Precise control of drug release from dually responsive poly(ether urethane) nanoparticles

Abstract

A series of linear poly(ether urethane)s was synthesized based on alternating PEG-diisocyanate of different molecular weight and N-methyldiethanolamine containing ternary amino moieties. The molecular structures of the obtained copolymers were confirmed with nuclear magnetic resonance, Fourier transform infrared spectroscopy and gel permeation chromatography. In aqueous solution, the amphiphilic copolymers could self-assemble into nanoparticles, which showed temperature and pH dual-responsive character. The stimuli-responsive behavior was characterized by light transmission, dynamic light scattering, nuclear magnetic resonance, and transmission electron microscopy. The phase transition temperature (T_p) of the nanoparticles could be modulated by changing the molecular weight of the PEG segments.
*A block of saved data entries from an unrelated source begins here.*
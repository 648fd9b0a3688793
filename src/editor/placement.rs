//! Bus stop placement: pick a point inside the selected landmark.

use geo::algorithm::coordinate_position::{CoordPos, CoordinatePosition};
use geo::{Coord, Polygon};
use log::debug;

use super::workflow::read_boundary;
use crate::error::PlacementError;
use crate::model::{BusStop, Landmark};
use crate::wkt::{format_point, parse_point};

/// Receives the confirmed stop location as a WKT point
pub type PlaceCallback = Box<dyn FnMut(String)>;

pub struct StopPlacement {
    landmark: Option<Landmark>,
    boundary: Option<Polygon<f64>>,
    chosen: Option<(f64, f64)>,
    existing: Vec<(String, (f64, f64))>,
    on_place: PlaceCallback,
}

impl StopPlacement {
    pub fn new(on_place: PlaceCallback) -> Self {
        Self {
            landmark: None,
            boundary: None,
            chosen: None,
            existing: Vec::new(),
            on_place,
        }
    }

    /// Select the landmark the stop belongs to; clears any chosen point
    pub fn select_landmark(&mut self, landmark: Landmark) -> Option<&Polygon<f64>> {
        self.boundary = read_boundary(&landmark.boundary);
        self.landmark = Some(landmark);
        self.chosen = None;
        self.boundary.as_ref()
    }

    pub fn landmark(&self) -> Option<&Landmark> {
        self.landmark.as_ref()
    }

    pub fn boundary(&self) -> Option<&Polygon<f64>> {
        self.boundary.as_ref()
    }

    pub fn chosen(&self) -> Option<(f64, f64)> {
        self.chosen
    }

    /// Stops already registered under the landmark, for display
    pub fn existing(&self) -> &[(String, (f64, f64))] {
        &self.existing
    }

    pub fn set_existing(&mut self, stops: Vec<BusStop>) {
        self.existing = stops
            .into_iter()
            .filter_map(|stop| match parse_point(&stop.location) {
                Some(at) => Some((stop.name, at)),
                None => {
                    debug!("skipping bus stop #{}: unreadable location", stop.id);
                    None
                }
            })
            .collect();
    }

    /// Choose a point; it must lie strictly inside the landmark boundary
    pub fn select(&mut self, point: (f64, f64)) -> Result<(), PlacementError> {
        let name = self
            .landmark
            .as_ref()
            .map(|l| l.name.clone())
            .unwrap_or_default();
        let boundary = self
            .boundary
            .as_ref()
            .ok_or_else(|| PlacementError::NoBoundary(name.clone()))?;

        match boundary.coordinate_position(&Coord::from(point)) {
            CoordPos::Inside => {
                self.chosen = Some(point);
                Ok(())
            }
            CoordPos::OnBoundary | CoordPos::Outside => {
                Err(PlacementError::OutsideBoundary(name))
            }
        }
    }

    pub fn clear(&mut self) -> bool {
        self.chosen.take().is_some()
    }

    /// Hand the chosen point to the callback as `POINT(lon lat)`
    pub fn confirm(&mut self) -> Option<String> {
        let (lon, lat) = self.chosen.take()?;
        let wkt = format_point(lon, lat);
        (self.on_place)(wkt.clone());
        Some(wkt)
    }
}

#[cfg(test)]
mod tests {
    use super::*;
    use crate::geometry::Extent;
    use crate::model::{Importance, LandmarkStatus};
    use crate::wkt::format_polygon;
    use std::cell::RefCell;
    use std::rc::Rc;

    fn placement() -> (StopPlacement, Rc<RefCell<Vec<String>>>) {
        let placed = Rc::new(RefCell::new(Vec::new()));
        let sink = Rc::clone(&placed);
        let mut placement = StopPlacement::new(Box::new(move |wkt| sink.borrow_mut().push(wkt)));
        let block = Extent::from_corners((76.90, 8.50), (76.91, 8.51)).to_polygon();
        placement.select_landmark(Landmark {
            id: 7,
            name: "Thampanoor".to_string(),
            boundary: format_polygon(block.exterior()),
            status: LandmarkStatus::Verified,
            importance: Importance::High,
        });
        (placement, placed)
    }

    #[test]
    fn test_point_inside_is_accepted() {
        let (mut placement, placed) = placement();
        placement.select((76.905, 8.505)).unwrap();
        assert_eq!(placement.confirm().as_deref(), Some("POINT(76.905 8.505)"));
        assert_eq!(placed.borrow().len(), 1);
        assert!(placement.chosen().is_none());
    }

    #[test]
    fn test_point_outside_is_rejected() {
        let (mut placement, placed) = placement();
        let err = placement.select((76.92, 8.505)).unwrap_err();
        assert_eq!(err, PlacementError::OutsideBoundary("Thampanoor".to_string()));
        assert!(placement.confirm().is_none());
        assert!(placed.borrow().is_empty());
    }

    #[test]
    fn test_point_on_boundary_line_is_rejected() {
        let (mut placement, _) = placement();
        assert!(placement.select((76.91, 8.505)).is_err());
        assert!(placement.select((76.90, 8.50)).is_err());
        assert!(placement.chosen().is_none());
    }

    #[test]
    fn test_rejected_click_keeps_previous_choice() {
        let (mut placement, _) = placement();
        placement.select((76.905, 8.505)).unwrap();
        assert!(placement.select((80.0, 8.0)).is_err());
        assert_eq!(placement.chosen(), Some((76.905, 8.505)));
        assert!(placement.clear());
    }

    #[test]
    fn test_unreadable_boundary() {
        let mut placement = StopPlacement::new(Box::new(|_| {}));
        assert!(matches!(placement.select((0.0, 0.0)), Err(PlacementError::NoBoundary(_))));
    }

    #[test]
    fn test_existing_stops_skip_bad_locations() {
        let (mut placement, _) = placement();
        placement.set_existing(vec![
            BusStop {
                id: 1,
                name: "Central".to_string(),
                landmark_id: 7,
                location: "POINT(76.901 8.501)".to_string(),
                status: LandmarkStatus::Verified,
            },
            BusStop {
                id: 2,
                name: "Broken".to_string(),
                landmark_id: 7,
                location: "POINT()".to_string(),
                status: LandmarkStatus::Validating,
            },
        ]);
        assert_eq!(placement.existing(), &[("Central".to_string(), (76.901, 8.501))]);
    }
}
The encapsulation and release of doxorubicin (DOX) were investigated using the obtained polymeric nanoparticles as carriers. The in vitro experimental results showed that DOX release from the nanoparticles was significantly accelerated when it was conducted at a higher temperature and lower pH value. Importantly, only when the ambient temperature was higher than the corresponding T_p, the drug release could be remarkably enhanced by the pH decrease. The system showed a temperature-triggered pH-dependent drug release. Cell viability and microscopic observation of liver cells (HepG2 cells) treated with the DOX-loaded polymeric nanoparticles demonstrated that the therapeutic activity and the DOX distribution could be precisely controlled by the novel dual-responsive system.